──────── The data

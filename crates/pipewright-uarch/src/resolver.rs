//! Ordered attribute tables keyed on instruction variants and predicates.
//!
//! A table is a list of `(key, value)` rules scanned in declaration order; the
//! first rule whose key matches wins. Narrow rules that should shadow a broader
//! one must therefore be declared before it.

use pipewright_isa::{Instruction, Opcode};

use crate::error::{CostError, Result};

/// Side-effect free test over an instruction instance.
pub type Predicate = fn(&Instruction) -> bool;

/// Rule key.
#[derive(Clone)]
pub enum Key {
    /// Exact variant.
    Op(Opcode),
    /// Capability test.
    Pred(Predicate),
    /// Matches if any member matches.
    AnyOf(Vec<Key>),
}

impl Key {
    pub fn pred(p: Predicate) -> Self {
        Key::Pred(p)
    }

    /// Group of variants.
    pub fn ops(ops: &[Opcode]) -> Self {
        Key::AnyOf(ops.iter().copied().map(Key::Op).collect())
    }

    pub fn any(keys: impl IntoIterator<Item = Key>) -> Self {
        Key::AnyOf(keys.into_iter().collect())
    }

    pub fn matches(&self, inst: &Instruction) -> bool {
        match self {
            Key::Op(op) => inst.opcode() == *op,
            Key::Pred(p) => p(inst),
            Key::AnyOf(keys) => keys.iter().any(|k| k.matches(inst)),
        }
    }
}

impl From<Opcode> for Key {
    fn from(op: Opcode) -> Self {
        Key::Op(op)
    }
}

impl std::fmt::Debug for Key {
    fn fmt(&self, f: &mut std::fmt::Formatter<'_>) -> std::fmt::Result {
        match self {
            Key::Op(op) => write!(f, "{op:?}"),
            Key::Pred(_) => write!(f, "<predicate>"),
            Key::AnyOf(keys) => f.debug_tuple("AnyOf").field(keys).finish(),
        }
    }
}

/// An ordered rule table.
#[derive(Debug, Clone)]
pub struct AttrTable<V> {
    name: &'static str,
    owner: &'static str,
    rules: Vec<(Key, V)>,
    default: Option<V>,
}

impl<V> AttrTable<V> {
    /// Empty table `name` belonging to target `owner`.
    pub fn new(owner: &'static str, name: &'static str) -> Self {
        Self {
            name,
            owner,
            rules: Vec::new(),
            default: None,
        }
    }

    /// Append a rule.
    pub fn rule(mut self, key: impl Into<Key>, value: V) -> Self {
        self.rules.push((key.into(), value));
        self
    }

    /// Value used when no rule matches.
    pub fn with_default(mut self, value: V) -> Self {
        self.default = Some(value);
        self
    }

    pub fn name(&self) -> &'static str {
        self.name
    }

    pub fn len(&self) -> usize {
        self.rules.len()
    }

    pub fn is_empty(&self) -> bool {
        self.rules.is_empty()
    }

    /// First matching value, then the default.
    pub fn lookup(&self, inst: &Instruction) -> Option<&V> {
        self.rules
            .iter()
            .find(|(key, _)| key.matches(inst))
            .map(|(_, value)| value)
            .or(self.default.as_ref())
    }

    /// Like [`AttrTable::lookup`], but a miss is a modeling defect.
    pub fn resolve(&self, inst: &Instruction) -> Result<&V> {
        self.lookup(inst).ok_or_else(|| CostError::NoRule {
            table: self.name,
            target: self.owner,
            instruction: inst.to_string(),
        })
    }
}

#[cfg(test)]
mod tests {
    use pipewright_isa::{parse_line, ARM_AARCH64, ARM_V81M};

    use super::*;

    fn parse(arch: &pipewright_isa::Arch, line: &str, op: Opcode) -> Instruction {
        parse_line(arch, line)
            .unwrap()
            .into_iter()
            .find(|i| i.opcode() == op)
            .unwrap()
    }

    #[test]
    fn first_match_wins() {
        let fmul = parse(&ARM_V81M, "vmul.f32 q0, q1, q2", Opcode::Vmul);
        let imul = parse(&ARM_V81M, "vmul.s32 q0, q1, q2", Opcode::Vmul);

        let narrow_first = AttrTable::new("test", "latency")
            .rule(Key::pred(Instruction::is_float), 4)
            .rule(Key::any([Opcode::Vmul.into(), Key::pred(Instruction::is_vector_mul)]), 2);
        let broad_first = AttrTable::new("test", "latency")
            .rule(Key::any([Key::pred(Instruction::is_vector_mul), Opcode::Vmul.into()]), 2)
            .rule(Key::pred(Instruction::is_float), 4);

        assert_eq!(narrow_first.resolve(&fmul).unwrap(), &4);
        assert_eq!(narrow_first.resolve(&imul).unwrap(), &2);
        assert_eq!(broad_first.resolve(&fmul).unwrap(), &2);
        assert_eq!(broad_first.resolve(&imul).unwrap(), &2);
    }

    #[test]
    fn tuple_member_order_is_irrelevant() {
        let load = parse(&ARM_AARCH64, "ldr v0, [x1]", Opcode::Ldr);
        let a = AttrTable::new("test", "units")
            .rule(Key::any([Key::pred(Instruction::is_load), Opcode::Str.into()]), "mem");
        let b = AttrTable::new("test", "units")
            .rule(Key::any([Opcode::Str.into(), Key::pred(Instruction::is_load)]), "mem");
        assert_eq!(a.resolve(&load).unwrap(), b.resolve(&load).unwrap());
    }

    #[test]
    fn miss_names_table_and_instruction() {
        let nop = parse(&ARM_AARCH64, "nop", Opcode::Nop);
        let table: AttrTable<u32> = AttrTable::new("Some_Target", "inverse_throughput")
            .rule(Key::ops(&[Opcode::MulV, Opcode::Mla]), 1);
        let err = table.resolve(&nop).unwrap_err();
        let msg = err.to_string();
        assert!(msg.contains("inverse_throughput"));
        assert!(msg.contains("Some_Target"));
        assert!(msg.contains("nop"));
    }

    #[test]
    fn default_catches_misses() {
        let nop = parse(&ARM_AARCH64, "nop", Opcode::Nop);
        let table = AttrTable::new("test", "latency")
            .rule(Opcode::MulV, 4)
            .with_default(1);
        assert_eq!(table.resolve(&nop).unwrap(), &1);
        assert_eq!(table.len(), 1);
    }
}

────────────────

## Your assignment
Above are the entries; give them back verbatim.

## Solution for this problem
filename crates/pipewright-uarch/src/resolver.rs
//! Ordered attribute tables keyed on instruction variants and predicates.
//!
//! A table is a list of `(key, value)` rules scanned in declaration order; the
//! first rule whose key matches wins. Narrow rules that should shadow a broader
//! one must therefore be declared before it.

use pipewright_isa::{Instruction, Opcode};

use crate::error::{CostError, Result};

/// Side-effect free test over an instruction instance.
pub type Predicate = fn(&Instruction) -> bool;

/// Rule key.
#[derive(Clone)]
pub enum Key {
    /// Exact variant.
    Op(Opcode),
    /// Capability test.
    Pred(Predicate),
    /// Matches if any member matches.
    AnyOf(Vec<Key>),
}

impl Key {
    pub fn pred(p: Predicate) -> Self {
        Key::Pred(p)
    }

    /// Group of variants.
    pub fn ops(ops: &[Opcode]) -> Self {
        Key::AnyOf(ops.iter().copied().map(Key::Op).collect())
    }

    pub fn any(keys: impl IntoIterator<Item = Key>) -> Self {
        Key::AnyOf(keys.into_iter().collect())
    }

    pub fn matches(&self, inst: &Instruction) -> bool {
        match self {
            Key::Op(op) => inst.opcode() == *op,
            Key::Pred(p) => p(inst),
            Key::AnyOf(keys) => keys.iter().any(|k| k.matches(inst)),
        }
    }
}

impl From<Opcode> for Key {
    fn from(op: Opcode) -> Self {
        Key::Op(op)
    }
}

impl std::fmt::Debug for Key {
    fn fmt(&self, f: &mut std::fmt::Formatter<'_>) -> std::fmt::Result {
        match self {
            Key::Op(op) => write!(f, "{op:?}"),
            Key::Pred(_) => write!(f, "<predicate>"),
            Key::AnyOf(keys) => f.debug_tuple("AnyOf").field(keys).finish(),
        }
    }
}

/// An ordered rule table.
#[derive(Debug, Clone)]
pub struct AttrTable<V> {
    name: &'static str,
    owner: &'static str,
    rules: Vec<(Key, V)>,
    default: Option<V>,
}

impl<V> AttrTable<V> {
    /// Empty table `name` belonging to target `owner`.
    pub fn new(owner: &'static str, name: &'static str) -> Self {
        Self {
            name,
            owner,
            rules: Vec::new(),
            default: None,
        }
    }

    /// Append a rule.
    pub fn rule(mut self, key: impl Into<Key>, value: V) -> Self {
        self.rules.push((key.into(), value));
        self
    }

    /// Value used when no rule matches.
    pub fn with_default(mut self, value: V) -> Self {
        self.default = Some(value);
        self
    }

    pub fn name(&self) -> &'static str {
        self.name
    }

    pub fn len(&self) -> usize {
        self.rules.len()
    }

    pub fn is_empty(&self) -> bool {
        self.rules.is_empty()
    }

    /// First matching value, then the default.
    pub fn lookup(&self, inst: &Instruction) -> Option<&V> {
        self.rules
            .iter()
            .find(|(key, _)| key.matches(inst))
            .map(|(_, value)| value)
            .or(self.default.as_ref())
    }

    /// Like [`AttrTable::lookup`], but a miss is a modeling defect.
    pub fn resolve(&self, inst: &Instruction) -> Result<&V> {
        self.lookup(inst).ok_or_else(|| CostError::NoRule {
            table: self.name,
            target: self.owner,
            instruction: inst.to_string(),
        })
    }
}

#[cfg(test)]
mod tests {
    use pipewright_isa::{parse_line, ARM_AARCH64, ARM_V81M};

    use super::*;

    fn parse(arch: &pipewright_isa::Arch, line: &str, op: Opcode) -> Instruction {
        parse_line(arch, line)
            .unwrap()
            .into_iter()
            .find(|i| i.opcode() == op)
            .unwrap()
    }

    #[test]
    fn first_match_wins() {
        let fmul = parse(&ARM_V81M, "vmul.f32 q0, q1, q2", Opcode::Vmul);
        let imul = parse(&ARM_V81M, "vmul.s32 q0, q1, q2", Opcode::Vmul);

        let narrow_first = AttrTable::new("test", "latency")
            .rule(Key::pred(Instruction::is_float), 4)
            .rule(Key::any([Opcode::Vmul.into(), Key::pred(Instruction::is_vector_mul)]), 2);
        let broad_first = AttrTable::new("test", "latency")
            .rule(Key::any([Key::pred(Instruction::is_vector_mul), Opcode::Vmul.into()]), 2)
            .rule(Key::pred(Instruction::is_float), 4);

        assert_eq!(narrow_first.resolve(&fmul).unwrap(), &4);
        assert_eq!(narrow_first.resolve(&imul).unwrap(), &2);
        assert_eq!(broad_first.resolve(&fmul).unwrap(), &2);
        assert_eq!(broad_first.resolve(&imul).unwrap(), &2);
    }

    #[test]
    fn tuple_member_order_is_irrelevant() {
        let load = parse(&ARM_AARCH64, "ldr v0, [x1]", Opcode::Ldr);
        let a = AttrTable::new("test", "units")
            .rule(Key::any([Key::pred(Instruction::is_load), Opcode::Str.into()]), "mem");
        let b = AttrTable::new("test", "units")
            .rule(Key::any([Opcode::Str.into(), Key::pred(Instruction::is_load)]), "mem");
        assert_eq!(a.resolve(&load).unwrap(), b.resolve(&load).unwrap());
    }

    #[test]
    fn miss_names_table_and_instruction() {
        let nop = parse(&ARM_AARCH64, "nop", Opcode::Nop);
        let table: AttrTable<u32> = AttrTable::new("Some_Target", "inverse_throughput")
            .rule(Key::ops(&[Opcode::MulV, Opcode::Mla]), 1);
        let err = table.resolve(&nop).unwrap_err();
        let msg = err.to_string();
        assert!(msg.contains("inverse_throughput"));
        assert!(msg.contains("Some_Target"));
        assert!(msg.contains("nop"));
    }

    #[test]
    fn default_catches_misses() {
        let nop = parse(&ARM_AARCH64, "nop", Opcode::Nop);
        let table = AttrTable::new("test", "latency")
            .rule(Opcode::MulV, 4)
            .with_default(1);
        assert_eq!(table.resolve(&nop).unwrap(), &1);
        assert_eq!(table.len(), 1);
    }
}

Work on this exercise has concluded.